MAC Autoformers?


Someone is selling a MAC MA6500 Integrated claiming its superiority over the Ma6600 due to the fact that "it does not have the degrading autoformer design found in the MA6600". That is the first time I've heard a claim that the autoformer was a hindrance to better performance; I thought quite the opposite. What do you MAC Maves think?
pubul57
In addition to Brooks, John Ruttan at Audio Connection used to sell Vandersteen and MR combos and IIRC correctly it was the RM-10 and 2s. Given the new cost of the RM-200 a used one for under $3k is quite a bargain. It should also be noted that the RM-200, unlike most vacuum tube amplifiers which lose power while the speaker load impedance drops, increases output power as the speaker load becomes more challenging. It is stable down to 1 ohm and includes a 1 ohm tap.

While light loading sounds better to me, Roger would also be the first to say use the tap that sounds best to you. There is no reason to not experiment. It's a cheap and easy tweak.
If Ralph (Atmasphere) picks this post up, ... what is the tube life is in your amps. Btw Ralph, …. Roger mentioned a couple of times that negative feedback, *if used properly*, is not all that bad a design feature. Not taking a position, just passing along what RM said.
10,000 hours is typical- so we warrant the power tubes for a year on this basis, and always have.


I agree about the feedback 'used properly' (which many designers do not) comment. Proper application of feedback is tricky to say the least, and may not have been possible until the age of personal computing, due to the number of variables involved. Here is a nice primer on the topic:http://www.normankoren.com/Audio/FeedbackFidelity.html
one thing I greatly value is a collegial, challenging, supportive and sharing attitude in the user AND supplier community....I did not know Roger did the bias forming....also..so I will add to my list of collaborative yet competitive firms RM, Vandersteen, Audio Quest, Aesthetix, Brinkmann, ......I am sure the list goes on....


10,000 hours is typical- so we warrant the power tubes for a year on this basis, and always have. 
Ralph, What is your dissipation figure as a percentage of rated?  How do you figure in high current peaks when the amp is used at full power?

I agree about the feedback 'used properly' (which many designers do not) comment. Proper application of feedback is tricky to say the least, and may not have been possible until the age of personal computing, due to the number of variables involved. Here is a nice primer on the topic:http://www.normankoren.com/Audio/FeedbackFidelity.html

I have spoken with DImitry and a group of people trying to improve the tube models for SPICE. He put the parameters of the RM-10 into their SPICE program and got results that did not even come close to what an RM-10 actually does, and this is only for the midrange where the output tranformer is considered perfect. He did not attempt any feedback analysis as the output transformer is almost impossible to model where it matters.

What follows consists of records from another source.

//! Provider sync strategies
//!
//! A strategy owns the provider session for one account and turns provider
//! responses into [`ChangeEvent`]s. The watcher drives it one cycle at a time
//! and rebuilds it after every failure.

pub mod gmail;
pub mod graph;
pub mod imap;

pub use gmail::GmailStrategy;
pub use graph::GraphStrategy;
pub use imap::ImapStrategy;

use crate::providers::{GmailClient, GraphClient, ImapConnector, PushConnector};
use async_trait::async_trait;
use mailpulse_common::types::{AccountId, ChangeEvent, ProviderKind};
use mailpulse_common::{Config, Result};
use mailpulse_storage::models::AccountConfig;
use mailpulse_storage::{AnchorRepositoryTrait, MessageCacheRepositoryTrait};
use std::sync::Arc;
use std::time::Duration;
use tokio_util::sync::CancellationToken;

/// Receives every event a watcher produces, in order
pub type EventSink = Arc<dyn Fn(ChangeEvent) + Send + Sync>;

/// How a cycle ended; decides the pause before the next one
#[derive(Debug, Clone, Copy, PartialEq, Eq)]
pub enum CycleOutcome {
    /// Changes were emitted; poll again soon
    Changed,
    /// Nothing new
    Quiet,
    /// The session ended because the watcher was cancelled
    Closed,
}

/// Everything a strategy may touch besides its provider session
#[derive(Clone)]
pub struct WatcherContext {
    pub account_id: AccountId,
    pub cancel: CancellationToken,
    pub anchors: Arc<dyn AnchorRepositoryTrait>,
    pub cache: Arc<dyn MessageCacheRepositoryTrait>,
    sink: EventSink,
}

impl WatcherContext {
    pub fn new(
        account_id: AccountId,
        cancel: CancellationToken,
        anchors: Arc<dyn AnchorRepositoryTrait>,
        cache: Arc<dyn MessageCacheRepositoryTrait>,
        sink: EventSink,
    ) -> Self {
        Self {
            account_id,
            cancel,
            anchors,
            cache,
            sink,
        }
    }

    pub fn emit(&self, event: ChangeEvent) {
        (self.sink)(event);
    }

    /// Sleep unless cancelled first. Returns `false` on cancellation.
    pub async fn pause(&self, duration: Duration) -> bool {
        tokio::select! {
            biased;
            _ = self.cancel.cancelled() => false,
            _ = tokio::time::sleep(duration) => true,
        }
    }
}

/// One provider-specific change detection loop
#[async_trait]
pub trait SyncStrategy: Send {
    fn kind(&self) -> ProviderKind;

    /// Run one cycle. Push strategies stay inside a cycle until cancelled.
    async fn run_cycle(&mut self, ctx: &WatcherContext) -> Result<CycleOutcome>;
}

/// Builds a strategy from freshly loaded account configuration
pub trait StrategyFactory: Send + Sync {
    fn build(&self, account: &AccountConfig) -> Result<Box<dyn SyncStrategy>>;
}

/// Production factory backed by the real provider clients
pub struct DefaultStrategyFactory {
    config: Arc<Config>,
    connector: Arc<dyn PushConnector>,
}

impl DefaultStrategyFactory {
    pub fn new(config: Arc<Config>) -> Self {
        let connector = Arc::new(ImapConnector::new(config.watcher.connect_timeout()));
        Self { config, connector }
    }
}

impl StrategyFactory for DefaultStrategyFactory {
    fn build(&self, account: &AccountConfig) -> Result<Box<dyn SyncStrategy>> {
        Ok(match account.kind {
            ProviderKind::Imap => Box::new(ImapStrategy::new(
                account.clone(),
                self.connector.clone(),
                &self.config.watcher,
            )),
            ProviderKind::Gmail => {
                let client = GmailClient::new(&self.config.gmail, account)?;
                Box::new(GmailStrategy::new(Box::new(client)))
            }
            ProviderKind::Outlook => {
                let client = GraphClient::new(&self.config.outlook, account)?;
                Box::new(GraphStrategy::new(
                    Box::new(client),
                    self.config.outlook.folders.clone(),
                ))
            }
        })
    }
}

#[cfg(test)]
pub(crate) mod testing {
    //! In-memory stand-ins for the storage collaborators

    use super::*;
    use mailpulse_common::types::{FlagState, MessageMeta, MessageUid};
    use mailpulse_common::Error;
    use mailpulse_storage::models::{BusMessage, Credential};
    use mailpulse_storage::{AccountRepositoryTrait, BusRepositoryTrait};
    use std::collections::{BTreeMap, HashMap};
    use std::sync::Mutex;

    /// Accounts that all exist except `missing`, which lack configuration
    pub struct StaticAccounts {
        pub missing: Vec<AccountId>,
    }

    #[async_trait]
    impl AccountRepositoryTrait for StaticAccounts {
        async fn exists(&self, id: AccountId) -> Result<bool> {
            Ok(!self.missing.contains(&id))
        }

        async fn load_config(&self, id: AccountId) -> Result<AccountConfig> {
            if self.missing.contains(&id) {
                return Err(Error::Configuration(format!("account {} has no host", id)));
            }
            Ok(AccountConfig {
                account_id: id,
                kind: ProviderKind::Gmail,
                host: None,
                port: 993,
                use_tls: true,
                credential: Credential::OAuth {
                    login: None,
                    refresh_token: "refresh".into(),
                },
            })
        }

        async fn provider_kinds(&self, ids: &[AccountId]) -> Result<HashMap<AccountId, ProviderKind>> {
            Ok(ids.iter().map(|id| (*id, ProviderKind::Gmail)).collect())
        }
    }

    #[derive(Default)]
    pub struct MemoryAnchors {
        pub history: Mutex<HashMap<AccountId, String>>,
        pub history_writes: Mutex<Vec<String>>,
        pub deltas: Mutex<HashMap<AccountId, HashMap<String, String>>>,
    }

    #[async_trait]
    impl AnchorRepositoryTrait for MemoryAnchors {
        async fn get_history_id(&self, account_id: AccountId) -> Result<Option<String>> {
            Ok(self.history.lock().unwrap().get(&account_id).cloned())
        }

        async fn set_history_id(&self, account_id: AccountId, history_id: &str) -> Result<()> {
            self.history
                .lock()
                .unwrap()
                .insert(account_id, history_id.to_string());
            self.history_writes.lock().unwrap().push(history_id.to_string());
            Ok(())
        }

        async fn get_delta_tokens(&self, account_id: AccountId) -> Result<HashMap<String, String>> {
            Ok(self
                .deltas
                .lock()
                .unwrap()
                .get(&account_id)
                .cloned()
                .unwrap_or_default())
        }

        async fn set_delta_tokens(
            &self,
            account_id: AccountId,
            tokens: &HashMap<String, String>,
        ) -> Result<()> {
            self.deltas.lock().unwrap().insert(account_id, tokens.clone());
            Ok(())
        }
    }

    #[derive(Default)]
    pub struct MemoryCache {
        pub meta: Mutex<Vec<(AccountId, MessageMeta)>>,
        pub flags: Mutex<BTreeMap<MessageUid, FlagState>>,
        pub removed: Mutex<Vec<MessageUid>>,
        pub parents: Mutex<HashMap<String, String>>,
    }

    #[async_trait]
    impl MessageCacheRepositoryTrait for MemoryCache {
        async fn message_meta(
            &self,
            account_id: AccountId,
            folder: Option<&str>,
            uids: &[MessageUid],
        ) -> Result<Vec<MessageMeta>> {
            Ok(self
                .meta
                .lock()
                .unwrap()
                .iter()
                .filter(|(acc, m)| {
                    *acc == account_id
                        && uids.contains(&m.uid)
                        && folder.map_or(true, |f| m.folder.as_deref() == Some(f))
                })
                .map(|(_, m)| m.clone())
                .collect())
        }

        async fn update_flags(
            &self,
            _account_id: AccountId,
            _folder: Option<&str>,
            flags: &BTreeMap<MessageUid, FlagState>,
        ) -> Result<()> {
            let mut current = self.flags.lock().unwrap();
            for (uid, state) in flags {
                current.entry(uid.clone()).or_default().merge(*state);
            }
            Ok(())
        }

        async fn remove_uids(
            &self,
            _account_id: AccountId,
            _folder: Option<&str>,
            uids: &[MessageUid],
        ) -> Result<()> {
            self.removed.lock().unwrap().extend(uids.iter().cloned());
            Ok(())
        }

        async fn get_parent_folder(
            &self,
            _account_id: AccountId,
            message_id: &str,
        ) -> Result<Option<String>> {
            Ok(self.parents.lock().unwrap().get(message_id).cloned())
        }

        async fn set_parent_folder(
            &self,
            _account_id: AccountId,
            message_id: &str,
            folder_id: &str,
        ) -> Result<()> {
            self.parents
                .lock()
                .unwrap()
                .insert(message_id.to_string(), folder_id.to_string());
            Ok(())
        }
    }

    /// Bus that records published rows; `fail_next` rejects one batch
    #[derive(Default)]
    pub struct MemoryBus {
        pub fail_next: Mutex<bool>,
        pub published: Mutex<Vec<BusMessage>>,
    }

    impl MemoryBus {
        pub fn published(&self) -> Vec<BusMessage> {
            self.published.lock().unwrap().clone()
        }
    }

    #[async_trait]
    impl BusRepositoryTrait for MemoryBus {
        async fn publish_batch(&self, messages: &[BusMessage]) -> Result<()> {
            if std::mem::take(&mut *self.fail_next.lock().unwrap()) {
                return Err(Error::PublisherWrite("connection lost".into()));
            }
            self.published.lock().unwrap().extend(messages.iter().cloned());
            Ok(())
        }
    }

    /// Context whose sink records every event
    pub struct Harness {
        pub ctx: WatcherContext,
        pub events: Arc<Mutex<Vec<ChangeEvent>>>,
        pub anchors: Arc<MemoryAnchors>,
        pub cache: Arc<MemoryCache>,
    }

    impl Harness {
        pub fn new(account_id: AccountId) -> Self {
            let events = Arc::new(Mutex::new(Vec::new()));
            let anchors = Arc::new(MemoryAnchors::default());
            let cache = Arc::new(MemoryCache::default());
            let recorded = events.clone();
            let ctx = WatcherContext::new(
                account_id,
                CancellationToken::new(),
                anchors.clone(),
                cache.clone(),
                Arc::new(move |event| recorded.lock().unwrap().push(event)),
            );
            Self {
                ctx,
                events,
                anchors,
                cache,
            }
        }

        pub fn take_events(&self) -> Vec<ChangeEvent> {
            std::mem::take(&mut *self.events.lock().unwrap())
        }
    }
}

I know of no tube amp designer who uses SPICE.  can you name a few?
 Since the RM-200 produces about the same power on both taps, what possible reason is there for NOT hooking up a nominal 8 ohm speaker to
the 4 ohm tap? Thanks---Eric. 
This is something that needs clarification. The reason we have taps on tube amplifiers is to get the full rated power into different loads. That means when we test an amplifier it produces full power into a load of the same resistance as the tap. Indeed hooking a 8 ohm load to the 4 ohm tap results in reduced power. Usually though only a 30% reduction, not 50% due to other factors (reduced loss in the output transformer, power supply and tube saturation voltage). So a typical 100 watt amp puts out 100 watts into any matched tap and somewhere around 75 watts into a tap mismatched by one step. In this case the tube are loafing along, distortion is reduced and damping increased. But this requires that the load does not go significantly below the tap impedance.

However going in the other direction where the load is lower than the tap impedance bad things happen. In that case the amplifier puts out less power, works harder and the tubes get overly hot to the point or radically shortening their life.

What an RM-200 does is to go into AB2 mode in the above case The tubes stay happy and the reduced load gets extra power in the same way a transistor amp gives more power into a lower load.